In 2017, the number of deaths from suicide, drugs and alcohol in the United States hit their highest-ever recorded total, says new analysis of data from the Centers for Disease Control and Prevention.
The national rate of deaths in these categories rose 6 percent year-over-year, higher than the average increase of 4 percent in 1999, when data collection began. Deaths related to drugs, alcohol and suicide hit 46.6 deaths per 100,000 people. (h/t USA Today)
Most alarming among the numbers was the intense uptick in suicide rate, which doubled its rate increase over the previous decade to a 4 percent year-over-year difference. Deaths from suicides numbered 14.5 per 100,000 in 2017. Researchers say the numbers should provoke broader efforts to combat root causes of drug abuse, alcohol abuse and suicide.
One factor in the data: the opioid crisis. Deaths related to synthetic opioids rose 45 percent in 2017. Overall, opioid-related deaths have increased tenfold in the past five years.
When it comes to suicide, some experts say the loneliness epidemic brought on by technological and societal factors is leading to increased feelings of hopelessness. People don’t feel like anyone understands them, knows them well, or that they have anyone to reach out to if they think they need help.

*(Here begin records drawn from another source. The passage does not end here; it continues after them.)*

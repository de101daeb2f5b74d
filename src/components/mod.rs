// ============================================================================
// COMPONENTS — editor state that sits between pointer input and the canvas
// ============================================================================
//
//   colors.rs   — HSV color model, hex entry, wheel/triangle picker, history
//   history.rs  — per-layer undo/redo with a global cross-layer order
//   hotkeys.rs  — keyboard shortcuts in Latin and Cyrillic layouts
//   layers.rs   — layers panel rows and drag-reorder state
//   tools.rs    — tool set, brush properties, stroke rendering
// ============================================================================

pub mod colors;
pub mod history;
pub mod hotkeys;
pub mod layers;
pub mod tools;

If you or someone you know is thinking about suicide, there are people you can speak to right now. The National Suicide Prevention Lifeline is open around the clock at 1-800-273-8255.
For more information on how you can receive help for depression and dealing with suicidal thoughts, check out organizations like To Write Love on Her Arms, Suicide.org and Hopeline.com. You’re not alone. There are people waiting to help.